I do a lot of "kitchen training" on most commands. Sitting on the floor and tossing toys, or pheasant or pigeon wings, commanding "hup!" (don't ask me, that's the command they use), stopping the dog firmly but gently, making it wait, then releasing it to fetch. This progresses to playing in the house with fetch toys, his collar, the occasional sock, and almost any other thing I can arbitrarily decide he should fetch. From time to time, I'll toss my jacket on his head, let him shake and wiggle to get out from under it, and then have him fetch it to me. He thinks I'm clumsy, but it is craftiness on my part, I tell you.

I still have serious doubts that a verbal command is going to stop a bird dog in full pursuit of a pheasant, but then I've been conditioned by YB (GWP) for the last nine years. Apparently there are people who can train dogs to do things like this.

Upon occasion over the last three months, I take Mick and a single shot 20 ga. shotgun up to the top of the hill, where my neighbor has some (more) sheds, one of which was a horse barn in a previous incarnation and is now used for calves, before they graduate to heifers. (Farmers, like Eskimos, have many names for the things with which they occupy themselves on a daily basis.)

In the calf shed, nine or ten pigeons hang out. It is open at both ends, and has one side of open windows, and a steel roof. Our little session involves me loading the shotgun, bringing Mick to heel, picking up a rock, throwing it onto the steel roof to startle the pigeons, then shooting at one of them as they fly out. Mick is then expected to watch the birds, and go retrieve the fallen pigeon.

Small problem: the damned pigeons don't take the same path out, have learned to swoop down and out, putting themselves among the safety of the cows, and also to fly remarkably fast. I miss far more than I hit. We've gotten four, maybe. At times, I'll stand inside another shed with Mick at heel, waiting for the stupid pigeons to come back to the shed. The stupid pigeons only come back to swoop at an altitude of approximately one mile. We are not amused.


But, hell, it is a short walk up the hill, Mick hears the shotgun, sometimes gets to fetch a bird which professionals use to train their dogs, and I get to notice that single shot shotguns are really only good for one shot at a time. We all learn.

So, on Mother's day, Mick took a long walk along the crik and annoyed some ducks, splashing and swimming enthusiastically in the crik which had first intimidated him on his arrival to my house some time ago,


Later in the day, on a whim, I grabbed a shotgun and took him off the yard leash up the hill to be mildly annoyed by the pigeons. We marched into our appointed positions, I sought and found suitable rocks to pitch up on the (rock-laden) roof, Mick came to heel (pretty much), and I put one of the shells I'd grabbed into the little H&R.

The rock went up and hit the roof. The pigeons swooped out the end of the shed I was watching. One peeled off to the left, the rest zoomed out and down the hill to the right. I swung and shot at the left bird.
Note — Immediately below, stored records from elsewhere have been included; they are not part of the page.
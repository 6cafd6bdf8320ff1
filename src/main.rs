mod cli;
mod commands;
mod config;
mod downloader;
mod errors;
mod installer;
mod metadata;
mod prompt;
mod runner;
mod security;
mod utils;

use std::process::ExitCode;

use clap::Parser;
use log::info;

use crate::cli::Args;
use crate::commands::{RunStatus, Session};

#[tokio::main]
async fn main() -> ExitCode {
    let args = Args::parse();

    // RUST_LOG still wins over the default level
    let default_level = if args.verbose {
        log::LevelFilter::Debug
    } else {
        log::LevelFilter::Warn
    };
    env_logger::Builder::new()
        .filter_level(default_level)
        .parse_default_env()
        .init();

    info!("Starting Universal Media Downloader {}", env!("CARGO_PKG_VERSION"));

    let config = match config::AppConfig::load() {
        Ok(config) => {
            info!("Configuration loaded successfully");
            config
        }
        Err(e) => {
            log::error!("Failed to load configuration: {}", e);
            config::AppConfig::default()
        }
    };

    let mut session = match Session::system(config) {
        Ok(session) => session,
        Err(e) => {
            eprintln!("❌ {}", e);
            return ExitCode::from(1);
        }
    };

    let result = if args.is_direct() {
        session.run_direct(&args).await
    } else {
        session.run_interactive(&args).await
    };

    match result {
        Ok(status) => status.into(),
        Err(e) if e.is_interrupted() => {
            println!("\nProgram terminated.");
            // A pending stdin read would otherwise keep the runtime alive
            std::process::exit(0);
        }
        Err(e) => {
            log::error!("{}", e);
            eprintln!("❌ {}", e);
            RunStatus::Failed.into()
        }
    }
}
It artfully canted and powered out of sight down the hill towards my house. I reloaded the shotgun, poised for the delayed release of the sleepy pigeon in the shed.

There was no sleepy pigeon in the shed.

So, Mick and I stood there for approximately 10 minutes as the specks of pigeons viewed us from high in the sky. I know pigeons are dumb. Pigeons know they are not THAT dumb. Finally, I released Mick from "heel," and told him we were going home. Back down the hill we went.

I stopped to check on the various stages of repair on the motorcycles, scooter, and lawn-mower, the majority of which were taking their Spring Break. (That's "break" as in "broken." ) I battened down the hatches, looked again for the fuel leak on the scooter. and slid the door closed.

Mick had been ranging around and had come back, sort of in my peripheral vision. I made sure the door was shut, picked up the shotgun, and headed down to the house.

Stopped.

About three feet from Mick was the pigeon I'd shot. Apparently what I viewed as wheeling out of range was actually being hit and falling down into the hillside pasture. Mick had followed command and hung with me as I came down the hill, puttered around the sheds and machines, and he had caught scent and gone out and retrieved the pigeon.


damn.

This is not much in the way of the world. It is of little significance to all other humans, very probably to every other creature on earth, with the possible exception of the pigeon. But in my small world, it was a step of some importance to the development of a hunting sense and partnership between Mick, the new, used, dog and an achey, cranky human who adopted the wrong breed of dog from a rescue group who brought the dog up from another state, and with remarkable coincidence made a match.

Baby steps. But a really neat one.

:rolleyes:


(kind of copyrighted by me)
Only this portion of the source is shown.